__EXERCISE DATA__:

//! Utilities for building IR.

pub mod builder;
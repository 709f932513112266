//! Utility traits such as [Verify], [Named] etc.

use crate::{context::Context, result::Result};

/// Share self, by incrementing reference count.
pub trait RcShare {
    fn share(&self) -> Self;
}

/// Check and ensure correctness.
pub trait Verify {
    fn verify(&self, ctx: &Context) -> Result<()>;
}

/// Anything that has a name.
pub trait Named {
    fn get_name(&self, ctx: &Context) -> String;
}
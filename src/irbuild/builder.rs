//! A builder for appending [Operation]s to a [BasicBlock].
//! Similar in spirit to LLVM's IRBuilder.

use thiserror::Error;

use crate::{
    arg_err,
    basic_block::BasicBlock,
    context::{Context, Ptr},
    function::Function,
    location::Location,
    operation::{Opcode, Operation},
    printable::Printable,
    result::Result,
    value::Value,
};

#[derive(Debug, Error)]
pub enum BuilderErr {
    #[error("IRBuilder insertion point is not set")]
    InsertionPointUnset,
    #[error("Operation {0} does not define a result")]
    NoResult(String),
}

/// Appends [Operation]s at the end of a [BasicBlock].
/// The builder does not check its operands; that's the verifier's job.
#[derive(Default, Clone, Copy)]
pub struct IRBuilder {
    insertion_block: Option<Ptr<BasicBlock>>,
}

impl IRBuilder {
    /// Creates a new [IRBuilder] that appends to the end of `block`.
    pub fn new_at_block_end(block: Ptr<BasicBlock>) -> Self {
        Self {
            insertion_block: Some(block),
        }
    }

    /// Sets the insertion point to the end of the given block.
    pub fn set_insertion_point_to_block_end(&mut self, block: Ptr<BasicBlock>) {
        self.insertion_block = Some(block);
    }

    /// Get the current insertion block.
    pub fn get_insertion_block(&self) -> Option<Ptr<BasicBlock>> {
        self.insertion_block
    }

    fn append(
        &self,
        ctx: &mut Context,
        opcode: Opcode,
        operands: Vec<Value>,
    ) -> Result<Ptr<Operation>> {
        let Some(block) = self.insertion_block else {
            return arg_err!(Location::Unknown, BuilderErr::InsertionPointUnset);
        };
        Ok(Operation::new(ctx, block, opcode, operands))
    }

    fn append_with_result(
        &self,
        ctx: &mut Context,
        opcode: Opcode,
        operands: Vec<Value>,
    ) -> Result<Value> {
        let op = self.append(ctx, opcode, operands)?;
        let res = op.deref(ctx).get_result();
        match res {
            Some(res) => Ok(res),
            None => arg_err!(
                Location::Unknown,
                BuilderErr::NoResult(op.disp(ctx).to_string())
            ),
        }
    }

    /// `fconst f64 value`
    pub fn fconst(&self, ctx: &mut Context, value: f64) -> Result<Value> {
        self.append_with_result(ctx, Opcode::FConst(value), vec![])
    }

    /// `fadd f64 lhs, rhs`
    pub fn fadd(&self, ctx: &mut Context, lhs: Value, rhs: Value) -> Result<Value> {
        self.append_with_result(ctx, Opcode::FAdd, vec![lhs, rhs])
    }

    /// `fsub f64 lhs, rhs`
    pub fn fsub(&self, ctx: &mut Context, lhs: Value, rhs: Value) -> Result<Value> {
        self.append_with_result(ctx, Opcode::FSub, vec![lhs, rhs])
    }

    /// `fmul f64 lhs, rhs`
    pub fn fmul(&self, ctx: &mut Context, lhs: Value, rhs: Value) -> Result<Value> {
        self.append_with_result(ctx, Opcode::FMul, vec![lhs, rhs])
    }

    /// `fcmp ult f64 lhs, rhs`, an `i1`.
    pub fn fcmp_ult(&self, ctx: &mut Context, lhs: Value, rhs: Value) -> Result<Value> {
        self.append_with_result(ctx, Opcode::FCmpUlt, vec![lhs, rhs])
    }

    /// `uitofp i1 value to f64`
    pub fn uitofp(&self, ctx: &mut Context, value: Value) -> Result<Value> {
        self.append_with_result(ctx, Opcode::UIToFP, vec![value])
    }

    /// `call f64 @callee(args)`
    pub fn call(
        &self,
        ctx: &mut Context,
        callee: Ptr<Function>,
        args: Vec<Value>,
    ) -> Result<Value> {
        self.append_with_result(ctx, Opcode::Call(callee), args)
    }

    /// `ret f64 value`
    pub fn ret(&self, ctx: &mut Context, value: Value) -> Result<Ptr<Operation>> {
        self.append(ctx, Opcode::Ret, vec![value])
    }
}
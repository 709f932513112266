use std::fs;

use assert_cmd::{cargo::cargo_bin_cmd, Command};
use tempfile::tempdir;

mod common;
use common::init_env_logger;

fn archon() -> Command {
    let mut cmd = cargo_bin_cmd!("archon");
    // Keep error output free of backtraces and logs.
    cmd.env_remove("RUST_BACKTRACE")
        .env_remove("RUST_LIB_BACKTRACE")
        .env_remove("RUST_LOG");
    cmd
}

#[test]
fn compile_file() {
    init_env_logger();
    let dir = tempdir().unwrap();
    let path = dir.path().join("prog.ks");
    fs::write(&path, "extern sin(x)\ndef f(a) sin(a) * 2;\nf(1)\n").unwrap();

    let output = archon()
        .arg(&path)
        .arg("--module-name")
        .arg("prog")
        .output()
        .unwrap();
    assert!(output.status.success());
    let stdout = String::from_utf8(output.stdout).unwrap();
    expect_test::expect![[r#"
        Read extern:
        declare f64 @sin(f64 %x)
        Read function definition:
        define f64 @f(f64 %a) {
        entry:
          %0 = call f64 @sin(f64 %a)
          %1 = fconst f64 2.0
          %2 = fmul f64 %0, %1
          ret f64 %2
        }
        Read top-level expression:
        define f64 @0() {
        entry:
          %0 = fconst f64 1.0
          %1 = call f64 @f(f64 %0)
          ret f64 %1
        }
        ; ModuleID = 'prog'

        declare f64 @sin(f64 %x)

        define f64 @f(f64 %a) {
        entry:
          %0 = call f64 @sin(f64 %a)
          %1 = fconst f64 2.0
          %2 = fmul f64 %0, %1
          ret f64 %2
        }

        define f64 @0() {
        entry:
          %0 = fconst f64 1.0
          %1 = call f64 @f(f64 %0)
          ret f64 %1
        }
    "#]]
    .assert_eq(&stdout);
}

#[test]
fn errors_fail_the_run() {
    init_env_logger();
    let output = archon()
        .write_stdin("def f(x) y\n1 +\ndef g(x) x\n")
        .output()
        .unwrap();
    assert!(!output.status.success());

    let stderr = String::from_utf8(output.stderr).unwrap();
    expect_test::expect![[r#"
        Error: [1:1] semantic error: unknown variable name `y`
        Error: [1:4] syntax error: unknown token `end of input` when expecting an expression
    "#]]
    .assert_eq(&stderr);

    // Later lines still compile.
    let stdout = String::from_utf8(output.stdout).unwrap();
    assert!(stdout.contains("define f64 @g(f64 %x)"));
    assert!(!stdout.contains("@f"));
}

#[test]
fn emit_ast() {
    init_env_logger();
    let output = archon()
        .args(["--emit", "ast"])
        .write_stdin("extern cos(t)\n")
        .output()
        .unwrap();
    assert!(output.status.success());
    let stdout = String::from_utf8(output.stdout).unwrap();
    expect_test::expect![[r#"
        Prototype {
            name: "cos",
            params: [
                "t",
            ],
        }
        ; ModuleID = 'archon'

        declare f64 @cos(f64 %t)
    "#]]
    .assert_eq(&stdout);
}

#[test]
fn missing_file() {
    init_env_logger();
    let dir = tempdir().unwrap();
    archon()
        .arg(dir.path().join("nope.ks"))
        .assert()
        .failure();
}
/// The lexical units of the language.
#[derive(Clone, Debug, PartialEq)]
pub enum Token {
    EndOfInput,

    // Commands.
    Def,
    Extern,

    // Primary.
    Identifier(String),
    Number(f64),

    // Any other character: operators, parentheses, comma ...
    Symbol(char),
}

impl std::fmt::Display for Token {
    fn fmt(&self, f: &mut std::fmt::Formatter) -> std::fmt::Result {
        match self {
            Token::EndOfInput => write!(f, "end of input"),

            // Commands.
            Token::Def => write!(f, "def"),
            Token::Extern => write!(f, "extern"),

            // Primary.
            Token::Identifier(s) => write!(f, "{}", s),
            Token::Number(n) => write!(f, "{}", n),

            Token::Symbol(c) => write!(f, "{}", c),
        }
    }
}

__EXERCISE AIM__: Your answer should be every line above that contains the word "IRBuilder".

__RESPONSE BOX__:
//! Similar in spirit to LLVM's IRBuilder.
    #[error("IRBuilder insertion point is not set")]
pub struct IRBuilder {
impl IRBuilder {
    /// Creates a new [IRBuilder] that appends to the end of `block`.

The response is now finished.